* This presentation was originally recorded in English. Closed captioning is available in both English and French.
In this conversation, we will discuss the importance of supporting the health and wellbeing of Indigenous Queer, Trans and Two Spirit peoples, and the intersections of community, identity, and advocacy. In particular, we want to draw attention to the conversations that Indigenous queer, trans and Two Spirit folks want to have about their experiences with health and healthcare, and as well as the changes, both locally and systemically, that are needed to support wellbeing. In particular, this conversation will highlight community-based partnerships and youth-engaged research on the health and wellbeing of Indigenous Queer, Trans and Two Spirit peoples.

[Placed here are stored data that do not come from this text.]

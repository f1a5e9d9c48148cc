use axum::{extract::State, Json};
use serde::Deserialize;
use serde_json::{json, Value};

use crate::error::ApiError;
use crate::extract::JsonOrForm;
use crate::state::AppState;

use super::{hash_blocking, required};

#[derive(Debug, Default, Deserialize)]
#[serde(rename_all = "camelCase")]
pub struct ForgotPasswordRequest {
    pub email: Option<String>,
    pub answer: Option<String>,
    pub new_password: Option<String>,
}

/// POST /api/v1/auth/forgot-password - Reset a password with the security answer
pub async fn forgot_password(
    State(state): State<AppState>,
    JsonOrForm(payload): JsonOrForm<ForgotPasswordRequest>,
) -> Result<Json<Value>, ApiError> {
    let mut missing = Vec::new();
    let fields = (
        required(payload.email, "email", &mut missing),
        required(payload.answer, "answer", &mut missing),
        required(payload.new_password, "newPassword", &mut missing),
    );
    let (Some(email), Some(answer), Some(new_password)) = fields else {
        return Err(ApiError::missing_fields(&missing));
    };

    let user = match state.store.find_user_by_email(&email).await? {
        Some(user) if user.answer == answer => user,
        _ => {
            tracing::warn!("Password reset rejected for {}", email);
            return Err(ApiError::not_found("Wrong email or answer"));
        }
    };

    let password_hash = hash_blocking(new_password, state.config.security.bcrypt_cost).await?;
    state.store.update_password(user.id, password_hash).await?;

    tracing::info!("Password reset for {}", user.email);

    Ok(Json(json!({
        "success": true,
        "message": "Password reset successfully"
    })))
}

Marie Laing is a queer Kanyen'kehá:ka scholar of mixed Haudenosaunee and Irish/Scottish/South African settler ancestry. Her family comes from Six Nations of the Grand River, and she belongs to the turtle clan. Marie holds an Honours Bachelor of Arts in Sexual Diversity Studies from the University of Toronto and a Master of Arts in Social Justice Education from the Ontario Institute for Studies in Education. She currently works as a writer, researcher and educator in various capacities, and she is a youth leader with the Native Youth Sexual Health Network.

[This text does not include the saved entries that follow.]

// handlers/public/mod.rs - Unauthenticated pages and probes
//
// The landing page and static asset directories are served by tower-http
// services wired in routes.rs; only the dynamic endpoints live here.

use axum::{
    extract::State,
    http::StatusCode,
    response::{Html, IntoResponse},
    Json,
};
use serde_json::json;

use crate::state::AppState;

/// GET /hi - Liveness check for humans
pub async fn hi() -> Html<&'static str> {
    tracing::info!("hi url is working.");
    Html("<h1>Seems like this is working.</h1>")
}

/// GET /health - Liveness check including the store
pub async fn health(State(state): State<AppState>) -> impl IntoResponse {
    let now = chrono::Utc::now();

    match state.store.health_check().await {
        Ok(()) => (
            StatusCode::OK,
            Json(json!({
                "success": true,
                "data": {
                    "status": "ok",
                    "timestamp": now,
                    "database": "ok"
                }
            })),
        ),
        Err(e) => (
            StatusCode::SERVICE_UNAVAILABLE,
            Json(json!({
                "success": false,
                "error": "database unavailable",
                "data": {
                    "status": "degraded",
                    "timestamp": now,
                    "database_error": e.to_string()
                }
            })),
        ),
    }
}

Tunchai Redvers [she/they] is a Dene/Métis two-spirit social justice warrior, writer, creator, performer and facilitator from Treaty 8 territory, NWT. She holds a BA in International Development Studies with specializations in Gender & Development and Global Citizenship, as well as a Master of Indigenous Social Work from Wilfrid Laurier University. Recognized nationally and internationally for her work and advocacy, she is the co-founder of We Matter, a national organization dedicated to Indigenous youth hope and life promotion. Her debut collection of poetry, Fireweed, was published in 2019 with Kegedonce Press, with her writing aiming to decolonize and indigenize identity, mental health and healing. She has spent considerable time living, travelling, speaking, and working with Indigenous communities internationally and across Canada, and considers herself a nomad just like her ancestors.

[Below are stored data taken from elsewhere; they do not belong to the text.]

mod common;

use anyhow::Result;
use ledgerline::database::Store;
use reqwest::StatusCode;
use serde_json::{json, Value};

fn rent(email: &str) -> Value {
    json!({
        "name": "Rent",
        "email": email,
        "period": "monthly",
        "description": "rent",
        "amount": 1000,
        "expenses": 950
    })
}

async fn list(server: &common::TestServer) -> Result<Vec<Value>> {
    let res = server.client.get(server.url("/Budgets/budget.html")).send().await?;
    assert_eq!(res.status(), StatusCode::OK);
    Ok(res.json::<Vec<Value>>().await?)
}

#[tokio::test]
async fn submitted_budget_appears_in_listing() -> Result<()> {
    let server = common::spawn_server().await?;

    let res = server
        .client
        .post(server.url("/budget-submit-form"))
        .json(&rent("u@u.com"))
        .send()
        .await?;
    assert_eq!(res.status(), StatusCode::OK);
    let body: Value = res.json().await?;
    assert_eq!(body["success"], true);
    assert_eq!(body["data"]["expense"], 950.0);

    let budgets = list(&server).await?;
    assert!(budgets
        .iter()
        .any(|b| b["name"] == "Rent" && b["expense"] == 950.0));
    Ok(())
}

#[tokio::test]
async fn form_encoded_submission_is_accepted() -> Result<()> {
    let server = common::spawn_server().await?;

    let res = server
        .client
        .post(server.url("/budget-submit-form"))
        .form(&[
            ("name", "Food"),
            ("email", "form@x.com"),
            ("period", "weekly"),
            ("description", "groceries"),
            ("amount", "120"),
            ("expenses", "80.5"),
        ])
        .send()
        .await?;
    assert_eq!(res.status(), StatusCode::OK);

    let budgets = list(&server).await?;
    assert_eq!(budgets.len(), 1);
    assert_eq!(budgets[0]["amount"], 120.0);
    assert_eq!(budgets[0]["expense"], 80.5);
    Ok(())
}

#[tokio::test]
async fn resubmitting_updates_the_same_record() -> Result<()> {
    let server = common::spawn_server().await?;

    server
        .client
        .post(server.url("/budget-submit-form"))
        .json(&rent("u@u.com"))
        .send()
        .await?;

    let mut update = rent("u@u.com");
    update["name"] = json!("Mortgage");
    update["expenses"] = json!(700);
    server
        .client
        .post(server.url("/budget-submit-form"))
        .json(&update)
        .send()
        .await?;

    let budgets = list(&server).await?;
    assert_eq!(budgets.len(), 1);
    assert_eq!(budgets[0]["name"], "Mortgage");
    assert_eq!(budgets[0]["expense"], 700.0);
    Ok(())
}

#[tokio::test]
async fn incomplete_submission_is_rejected_without_writing() -> Result<()> {
    let server = common::spawn_server().await?;

    for field in ["name", "email", "period", "description", "amount", "expenses"] {
        let mut body = rent("partial@x.com");
        body.as_object_mut().expect("object").remove(field);

        let res = server
            .client
            .post(server.url("/budget-submit-form"))
            .json(&body)
            .send()
            .await?;
        assert_eq!(res.status(), StatusCode::BAD_REQUEST, "missing {}", field);
        let error: Value = res.json().await?;
        assert!(error["field_errors"].get(field).is_some(), "missing {}", field);
    }

    // Zero counts as missing
    let mut body = rent("partial@x.com");
    body["amount"] = json!(0);
    let res = server
        .client
        .post(server.url("/budget-submit-form"))
        .json(&body)
        .send()
        .await?;
    assert_eq!(res.status(), StatusCode::BAD_REQUEST);

    assert!(list(&server).await?.is_empty());
    Ok(())
}

#[tokio::test]
async fn listing_returns_every_budget() -> Result<()> {
    let server = common::spawn_server().await?;

    for email in ["a@x.com", "b@x.com"] {
        server
            .client
            .post(server.url("/budget-submit-form"))
            .json(&rent(email))
            .send()
            .await?;
    }

    let mut emails: Vec<String> = list(&server)
        .await?
        .iter()
        .filter_map(|b| b["email"].as_str().map(str::to_string))
        .collect();
    emails.sort();
    assert_eq!(emails, vec!["a@x.com", "b@x.com"]);
    Ok(())
}

#[tokio::test]
async fn delete_removes_by_id_and_ignores_unknown_ids() -> Result<()> {
    let server = common::spawn_server().await?;

    let body: Value = server
        .client
        .post(server.url("/budget-submit-form"))
        .json(&rent("gone@x.com"))
        .send()
        .await?
        .json()
        .await?;
    let id = body["data"]["id"].as_str().expect("id").to_string();

    let res = server
        .client
        .delete(server.url(&format!("/api/v1/budgets/{}", id)))
        .send()
        .await?;
    assert_eq!(res.status(), StatusCode::OK);
    assert_eq!(res.json::<Value>().await?, json!({ "success": true }));
    assert!(server.store.list_budgets().await?.is_empty());

    let missing = server
        .client
        .delete(server.url(&format!("/api/v1/budgets/{}", uuid::Uuid::new_v4())))
        .send()
        .await?;
    assert_eq!(missing.status(), StatusCode::OK);
    assert_eq!(missing.json::<Value>().await?, json!({ "success": true }));
    Ok(())
}

#[tokio::test]
async fn malformed_id_is_a_server_error() -> Result<()> {
    let server = common::spawn_server().await?;

    let res = server
        .client
        .delete(server.url("/api/v1/budgets/not-a-uuid"))
        .send()
        .await?;
    assert_eq!(res.status(), StatusCode::INTERNAL_SERVER_ERROR);
    let body: Value = res.json().await?;
    assert_eq!(body["success"], false);
    assert_eq!(body["error"], "Internal server error");
    Ok(())
}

Moderator: Dr. Jeffrey Ansloos is an Assistant Professor in Indigenous Health and Social Policy and the Canada Research Chair in Critical Studies in Indigenous Health and Social Action on Suicide at the University of Toronto. He is also the Chair of the Indigenous Education Network at the Ontario Institute for Studies in Education. He is a queer Cree psychologist of mixed Cree and English ancestry. His family comes from Fisher River Cree Nation.